**GOAL OF THE EXERCISE**
Repeat exactly, please, the lines that begin at the start of the listing and end at the line holding "pub struct LaunchEnv".

*** Opening of MATERIAL FOR THIS EXERCISE ***

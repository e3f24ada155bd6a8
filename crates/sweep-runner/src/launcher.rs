//! Detached child processes.
//!
//! Every child gets an explicit environment map; the orchestrator's own
//! environment is never mutated, so nothing set for one run can leak into
//! the next.

use crate::bindings::Invocation;
use crate::device::DeviceSet;
use crate::error::{Result, SweepError};
use crate::fsutil::io_err;
use crate::spec::EnvironmentSettings;
use crate::sweep::RunConfig;
use chrono::{DateTime, Utc};
use serde::Serialize;
use std::collections::BTreeMap;
use std::ffi::OsString;
use std::fs;
use std::path::{Path, PathBuf};
use std::process::{Command, ExitStatus, Stdio};
use std::thread;
use tracing::{debug, info};

/// Variables the training stack expects regardless of the experiment.
pub const DEFAULT_CHILD_ENV: &[(&str, &str)] = &[
    ("HDF5_USE_FILE_LOCKING", "FALSE"),
    ("D4RL_SUPPRESS_IMPORT_ERROR", "1"),
    ("XLA_PYTHON_CLIENT_PREALLOCATE", "false"),
    ("TF_FORCE_GPU_ALLOW_GROWTH", "true"),
    ("XLA_FLAGS", "--xla_gpu_force_compilation_parallelism=1"),
];

/// Immutable environment shared by every launch of a sweep. Per-run values
/// (the device variable) are layered on a copy in [`LaunchEnv::for_run`].
#[derive(Clone, Debug, PartialEq)]
pub struct LaunchEnv {
    vars: BTreeMap<String, String>,
}

impl LaunchEnv {
    /// `inherited_library_path` is the orchestrator's `LD_LIBRARY_PATH`, read
    /// once by the caller.
    pub fn from_settings(
        settings: &EnvironmentSettings,
        inherited_library_path: Option<OsString>,
    ) -> Result<Self> {
        let mut vars: BTreeMap<String, String> = DEFAULT_CHILD_ENV
            .iter()
            .map(|(k, v)| (k.to_string(), v.to_string()))
            .collect();

        if !settings.library_paths.is_empty() {
            let mut paths: Vec<PathBuf> = inherited_library_path
                .as_deref()
                .map(|p| std::env::split_paths(p).collect())
                .unwrap_or_default();
            paths.extend(settings.library_paths.iter().cloned());
            let joined = std::env::join_paths(paths).map_err(|e| {
                SweepError::config(format!("invalid launcher.environment.library_paths: {e}"))
            })?;
            vars.insert(
                "LD_LIBRARY_PATH".to_string(),
                joined.to_string_lossy().to_string(),
            );
        }
        if let Some(root) = &settings.project_root {
            vars.insert("PYTHONPATH".to_string(), root.display().to_string());
        }
        for (k, v) in &settings.vars {
            vars.insert(k.clone(), v.clone());
        }
        Ok(Self { vars })
    }

    pub fn vars(&self) -> &BTreeMap<String, String> {
        &self.vars
    }

    pub fn for_run(&self, device_env: &str, device: Option<&DeviceSet>) -> BTreeMap<String, String> {
        let mut vars = self.vars.clone();
        if let Some(device) = device {
            vars.insert(device_env.to_string(), device.env_value());
        }
        vars
    }
}

/// A started run. The process is not owned: it keeps running when the
/// handle is dropped and when the orchestrator exits.
#[derive(Clone, Debug, Serialize)]
pub struct RunHandle {
    pub config: RunConfig,
    pub process_id: u32,
    pub log_path: PathBuf,
    pub start_time: DateTime<Utc>,
    pub stagger_index: usize,
    pub command_line: String,
}

#[derive(Debug)]
pub struct LaunchedRun {
    pub handle: RunHandle,
    /// Set when the child had already exited by the time `launch` returned.
    pub early_exit: Option<ExitStatus>,
}

pub struct RunLauncher {
    env: LaunchEnv,
    device_env: String,
}

impl RunLauncher {
    pub fn new(env: LaunchEnv, device_env: impl Into<String>) -> Self {
        Self {
            env,
            device_env: device_env.into(),
        }
    }

    pub fn env(&self) -> &LaunchEnv {
        &self.env
    }

    pub fn launch(
        &self,
        run: &RunConfig,
        invocation: &Invocation,
        stagger_index: usize,
    ) -> Result<LaunchedRun> {
        let log_path = run.log_path();
        let stdout = open_append(&log_path)?;
        let stderr = stdout.try_clone().map_err(io_err(&log_path))?;

        let mut cmd = Command::new(&invocation.program);
        cmd.args(&invocation.args)
            .envs(self.env.for_run(&self.device_env, run.device.as_ref()))
            .stdin(Stdio::null())
            .stdout(Stdio::from(stdout))
            .stderr(Stdio::from(stderr));
        if let Some(dir) = &invocation.working_dir {
            cmd.current_dir(dir);
        }
        detach(&mut cmd);

        let command_line = invocation.command_line();
        debug!(label = %run.label, command = %command_line, "spawning run");
        let mut child = cmd.spawn().map_err(|e| SweepError::Launch {
            label: run.label.clone(),
            program: invocation.program.clone(),
            reason: e.to_string(),
        })?;
        let process_id = child.id();
        let start_time = Utc::now();

        let early_exit = child.try_wait().ok().flatten();
        if early_exit.is_none() {
            reap_in_background(child, run.label.clone());
        }

        info!(
            label = %run.label,
            pid = process_id,
            device = %run.device.as_ref().map(|d| d.env_value()).unwrap_or_else(|| "-".to_string()),
            log = %log_path.display(),
            "run launched"
        );
        Ok(LaunchedRun {
            handle: RunHandle {
                config: run.clone(),
                process_id,
                log_path,
                start_time,
                stagger_index,
                command_line,
            },
            early_exit,
        })
    }
}

fn open_append(path: &Path) -> Result<fs::File> {
    if let Some(parent) = path.parent() {
        fs::create_dir_all(parent).map_err(io_err(parent))?;
    }
    fs::OpenOptions::new()
        .create(true)
        .append(true)
        .open(path)
        .map_err(io_err(path))
}

/// Puts the child in its own process group so a Ctrl-C aimed at the
/// orchestrator's terminal does not reach the runs.
#[cfg(unix)]
fn detach(cmd: &mut Command) {
    use std::os::unix::process::CommandExt;
    cmd.process_group(0);
}

#[cfg(not(unix))]
fn detach(_cmd: &mut Command) {}

/// Collects the exit status while the orchestrator is still alive, so
/// finished runs do not linger as zombies. Once the orchestrator exits the
/// children are re-parented and this thread simply goes away.
fn reap_in_background(mut child: std::process::Child, label: String) {
    let spawned = thread::Builder::new()
        .name(format!("reap-{}", child.id()))
        .spawn(move || match child.wait() {
            Ok(status) => debug!(label = %label, status = %status, "run exited"),
            Err(e) => debug!(label = %label, error = %e, "lost track of run"),
        });
    if let Err(e) = spawned {
        debug!(error = %e, "could not start reaper thread");
    }
}
//! Expands seed × hyperparameter sweeps into isolated training runs and
//! launches each one as a detached process with its own device, directory,
//! log stream and override set.

pub mod bindings;
pub mod device;
pub mod error;
pub mod fsutil;
pub mod launcher;
pub mod orchestrator;
pub mod spec;
pub mod status;
pub mod sweep;
pub mod workspace;

pub use bindings::{shell_join, shell_quote, ConfigBindingBuilder, Invocation};
pub use device::{DevicePolicy, DeviceSet};
pub use error::{Result, SweepError};
pub use launcher::{LaunchEnv, RunHandle, RunLauncher};
pub use orchestrator::{
    record_path, LaunchRecord, Orchestrator, PlannedRun, RunOutcome, RunRecord, RunState,
    SweepReport,
};
pub use spec::{BindingValue, LauncherSettings, SweepOverrides, SweepSpec};
pub use status::{Liveness, RunStatus};
pub use sweep::{ParameterSweep, RunConfig};
pub use workspace::{LaunchGate, OverwriteMode, RunWorkspace};
pub use tokio_util::sync::CancellationToken;

/// Loads a sweep file (when given), layers command-line values on top,
/// expands `~/` and validates.
pub fn resolve_sweep(
    sweep_file: Option<&std::path::Path>,
    overrides: &SweepOverrides,
) -> Result<SweepSpec> {
    let mut spec = match sweep_file {
        Some(path) => SweepSpec::load(path)?,
        None => SweepSpec::from_overrides(overrides)?,
    };
    spec.apply_overrides(overrides);
    spec.expand_paths();
    spec.validate()?;
    Ok(spec)
}

/// Commented starting point written by `sweep init`.
pub const SWEEP_TEMPLATE: &str = "\
experiment_label: ''                  # REQUIRED: groups all runs under <output_root>/<label>
environment_name: ''                  # REQUIRED: e.g. offline_ant_umaze
seeds: [0, 1, 2]
hyperparameter_axes: {}               # e.g. {agent_config.bc_coef: [0.05, 0.1]}
base_output_root: ~/contrastive_rl_logs
extra_bindings: {}                    # key: value overrides shared by every run
# dataset_dir: ~/datasets/{env}       # {env} and {seed} are substituted
device_policy: offset-seed:0          # none | fixed:0,1 | round-robin:0,1 | offset-seed:<base> | offset-index:<base>
# device_count: 8
launcher:
  program: python
  args: [lp_contrastive.py, --lp_launch_type=local_mp]
  iteration_budget: 1000000
  # lock_artifact: ~/miniconda3/envs/crl/lib/python3.9/site-packages/mujoco_py/generated/mujoco_py-2.1.2.14_39_linuxgpuextensionbuilder_lock
  stagger_seconds: 5
  overwrite_existing: false
  strict: false
  environment:
    # project_root: ~/contrastive_rl
    library_paths: []                 # appended to LD_LIBRARY_PATH, e.g. ~/.mujoco/mujoco210/bin
    vars: {}
";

*** Close of MATERIAL FOR THIS EXERCISE ***

**ANSWER TO THIS EXERCISE**
repository e3f24ada155bd6a8
filename crates/sweep-runner/src/launcher.rs
//! Detached child processes.
//!
//! Every child gets an explicit environment map; the orchestrator's own
//! environment is never mutated, so nothing set for one run can leak into
//! the next.

use crate::bindings::Invocation;
use crate::device::DeviceSet;
use crate::error::{Result, SweepError};
use crate::fsutil::io_err;
use crate::spec::EnvironmentSettings;
use crate::sweep::RunConfig;
use chrono::{DateTime, Utc};
use serde::Serialize;
use std::collections::BTreeMap;
use std::ffi::OsString;
use std::fs;
use std::path::{Path, PathBuf};
use std::process::{Command, ExitStatus, Stdio};
use std::thread;
use tracing::{debug, info};

/// Variables the training stack expects regardless of the experiment.
pub const DEFAULT_CHILD_ENV: &[(&str, &str)] = &[
    ("HDF5_USE_FILE_LOCKING", "FALSE"),
    ("D4RL_SUPPRESS_IMPORT_ERROR", "1"),
    ("XLA_PYTHON_CLIENT_PREALLOCATE", "false"),
    ("TF_FORCE_GPU_ALLOW_GROWTH", "true"),
    ("XLA_FLAGS", "--xla_gpu_force_compilation_parallelism=1"),
];

/// Immutable environment shared by every launch of a sweep. Per-run values
/// (the device variable) are layered on a copy in [`LaunchEnv::for_run`].
#[derive(Clone, Debug, PartialEq)]
pub struct LaunchEnv {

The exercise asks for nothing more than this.